[Intel-gfx] [PATCH 01/11] drm/i915/gt: Close race between engine_park and intel_gt_retire_requests

Sat Nov 16 18:21:19 UTC 2019

Quoting Chris Wilson (2019-11-16 17:54:38)
> Quoting Chris Wilson (2019-11-16 17:51:29)
> > The general concept was that intel_timeline.active_count was locked by
> > the intel_timeline.mutex. The exception was for power management, where
> > the engine->kernel_context->timeline could be manipulated under the
> > global wakeref.mutex.
> > 
> > This was quite solid, as we always manipulated the timeline only while
> > we held an engine wakeref.
> > 
> > And then we started retiring requests outside of struct_mutex, only
> > using the timelines.active_list and the timeline->mutex.
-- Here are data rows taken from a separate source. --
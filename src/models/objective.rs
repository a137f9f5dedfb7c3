//! Lexicographic selection objective.
//!
//! # Ordering
//!
//! Objectives are ranked first by total profit, then by the number of
//! selected jobs per priority level, scanning levels from the lowest
//! number (most important) upwards. The first level with differing
//! counts decides; more jobs at that level ranks higher.
//!
//! The ranking is a total preorder on objectives: distinct selections can
//! rank equal, so an equal objective does not imply an equal solution.

use serde::{Deserialize, Serialize};
use std::cmp::Ordering;
use std::collections::{BTreeMap, BTreeSet};

use super::Job;

/// Accumulated profit and per-priority job counts of a selection.
#[derive(Debug, Clone, Default, PartialEq, Eq, Hash, Serialize, Deserialize)]
pub struct Objective {
    profit: i64,
    priority_counts: BTreeMap<i32, u32>,
}

impl Objective {
    /// Zero profit, no jobs counted.
    pub fn new() -> Self {
        Self::default()
    }

    /// Returns a new objective with `job` folded in. `self` is left untouched.
    pub fn add_job(&self, job: &Job) -> Self {
        let mut next = self.clone();
        next.profit += job.profit();
        *next.priority_counts.entry(job.priority()).or_insert(0) += 1;
        next
    }

    /// Total profit.
    #[inline]
    pub fn profit(&self) -> i64 {
        self.profit
    }

    /// Number of jobs counted at `priority` (0 when none).
    pub fn count(&self, priority: i32) -> u32 {
        self.priority_counts.get(&priority).copied().unwrap_or(0)
    }

    /// Non-zero `(priority, count)` pairs in ascending priority order.
    pub fn priority_counts(&self) -> impl Iterator<Item = (i32, u32)> + '_ {
        self.priority_counts.iter().map(|(&p, &c)| (p, c))
    }

    /// Total number of jobs folded in.
    pub fn job_count(&self) -> u32 {
        self.priority_counts.values().sum()
    }

    /// Ranks two objectives.
    ///
    /// `Greater` means `self` is strictly better than `other`.
    pub fn rank_cmp(&self, other: &Self) -> Ordering {
        self.profit.cmp(&other.profit).then_with(|| {
            let levels: BTreeSet<i32> = self
                .priority_counts
                .keys()
                .chain(other.priority_counts.keys())
                .copied()
                .collect();

            levels
                .into_iter()
                .map(|p| self.count(p).cmp(&other.count(p)))
                .find(|ord| ord.is_ne())
                .unwrap_or(Ordering::Equal)
        })
    }

    /// Whether `self` ranks strictly above `other`.
    ///
    /// Exact ties return `false`, so the incumbent keeps its place.
    #[inline]
    pub fn is_better(&self, other: &Self) -> bool {
        self.rank_cmp(other) == Ordering::Greater
    }
}

#[cfg(test)]
mod tests {
    use super::*;
    use crate::models::Range;
    use proptest::prelude::*;

    fn job(id: u64, priority: i32, profit: i64) -> Job {
        Job::new(id, priority, profit, Range::new(0, 1).unwrap()).unwrap()
    }

    fn objective_of(jobs: &[Job]) -> Objective {
        jobs.iter().fold(Objective::new(), |acc, j| acc.add_job(j))
    }

    #[test]
    fn test_initial_objective() {
        let o = Objective::new();
        assert_eq!(o.profit(), 0);
        assert_eq!(o.count(1), 0);
        assert_eq!(o.job_count(), 0);
    }

    #[test]
    fn test_add_job_is_pure() {
        let base = Objective::new().add_job(&job(0, 1, 40));
        let next = base.add_job(&job(1, 2, 60));

        assert_eq!(base.profit(), 40);
        assert_eq!(base.count(2), 0);
        assert_eq!(next.profit(), 100);
        assert_eq!(next.count(1), 1);
        assert_eq!(next.count(2), 1);
        assert_eq!(next.job_count(), 2);
    }

    #[test]
    fn test_profit_dominates() {
        let rich = objective_of(&[job(0, 2, 101)]);
        let important = objective_of(&[job(1, 1, 50), job(2, 1, 50)]);

        assert!(rich.is_better(&important));
        assert!(!important.is_better(&rich));
    }

    #[test]
    fn test_tie_broken_by_most_important_level() {
        let high = objective_of(&[job(0, 1, 80)]);
        let low = objective_of(&[job(1, 2, 80)]);

        assert!(high.is_better(&low));
        assert!(!low.is_better(&high));
    }

    #[test]
    fn test_tie_break_scans_levels_in_order() {
        // Same level-1 count, decided at level 2.
        let a = objective_of(&[job(0, 1, 50), job(1, 2, 50)]);
        let b = objective_of(&[job(2, 1, 50), job(3, 3, 50)]);

        assert!(a.is_better(&b));
        assert!(!b.is_better(&a));
    }

    #[test]
    fn test_exact_tie_is_not_better() {
        let a = objective_of(&[job(0, 1, 70), job(1, 2, 30)]);
        let b = objective_of(&[job(2, 2, 20), job(3, 1, 80)]);

        assert_eq!(a.rank_cmp(&b), Ordering::Equal);
        assert!(!a.is_better(&b));
        assert!(!b.is_better(&a));
        assert!(!a.is_better(&a));
    }

    #[test]
    fn test_priority_counts_ascending() {
        let o = objective_of(&[job(0, 3, 1), job(1, 1, 1), job(2, 3, 1)]);
        let counts: Vec<_> = o.priority_counts().collect();
        assert_eq!(counts, vec![(1, 1), (3, 2)]);
    }

    fn arb_objective() -> impl Strategy<Value = Objective> {
        prop::collection::vec((1i32..=3, 1i64..=4), 0..5).prop_map(|entries| {
            entries
                .iter()
                .enumerate()
                .fold(Objective::new(), |acc, (i, &(p, profit))| {
                    acc.add_job(&job(i as u64, p, profit))
                })
        })
    }

    proptest! {
        #[test]
        fn prop_is_better_asymmetric(a in arb_objective(), b in arb_objective()) {
            prop_assert!(!(a.is_better(&b) && b.is_better(&a)));
            prop_assert!(!a.is_better(&a));
        }

        #[test]
        fn prop_is_better_transitive(
            a in arb_objective(),
            b in arb_objective(),
            c in arb_objective(),
        ) {
            if a.is_better(&b) && b.is_better(&c) {
                prop_assert!(a.is_better(&c));
            }
        }

        #[test]
        fn prop_incomparability_is_transitive(
            a in arb_objective(),
            b in arb_objective(),
            c in arb_objective(),
        ) {
            let tie = |x: &Objective, y: &Objective| !x.is_better(y) && !y.is_better(x);
            if tie(&a, &b) && tie(&b, &c) {
                prop_assert!(tie(&a, &c));
            }
        }

        #[test]
        fn prop_add_job_respects_value_equality(
            entries in prop::collection::vec((1i32..=3, 1i64..=10), 0..6),
            extra in (1i32..=3, 1i64..=10),
        ) {
            // Same multiset of jobs folded in opposite orders.
            let forward = entries.iter().enumerate().fold(Objective::new(), |acc, (i, &(p, v))| {
                acc.add_job(&job(i as u64, p, v))
            });
            let backward = entries.iter().enumerate().rev().fold(Objective::new(), |acc, (i, &(p, v))| {
                acc.add_job(&job(i as u64, p, v))
            });
            prop_assert_eq!(&forward, &backward);

            let extra = job(99, extra.0, extra.1);
            prop_assert_eq!(forward.add_job(&extra), backward.add_job(&extra));
        }
    }
}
There we
> > started manipulating intel_timeline.active_count outside of an engine
> > wakeref, and so introduced a race between __engine_park() and
> > intel_gt_retire_requests(), a race that could result in the
> > engine->kernel_context not being added to the active timelines and so
> > losing requests, which caused us to keep the system permanently powered
> > up [and unloadable].
> > 
> > The race would be easy to close if we could take the engine wakeref for
> > the timeline before we retire -- except timelines are not bound to any
> > engine and so we would need to keep all active engines awake. The
> > alternative is to guard intel_timeline_enter/intel_timeline_exit for use
> > outside of the timeline->mutex.
> 
> So the idea of taking a wakeref on all active engines during retire is
> growing on me. That's the less frequent path and so avoids adding
> another set of atomic manipulations to every request.

On second thought, no so easy as the set of active engines is
insufficient as new engines may become active as we wait. And the
thought of just taking all engines is a nuisance.
-Chris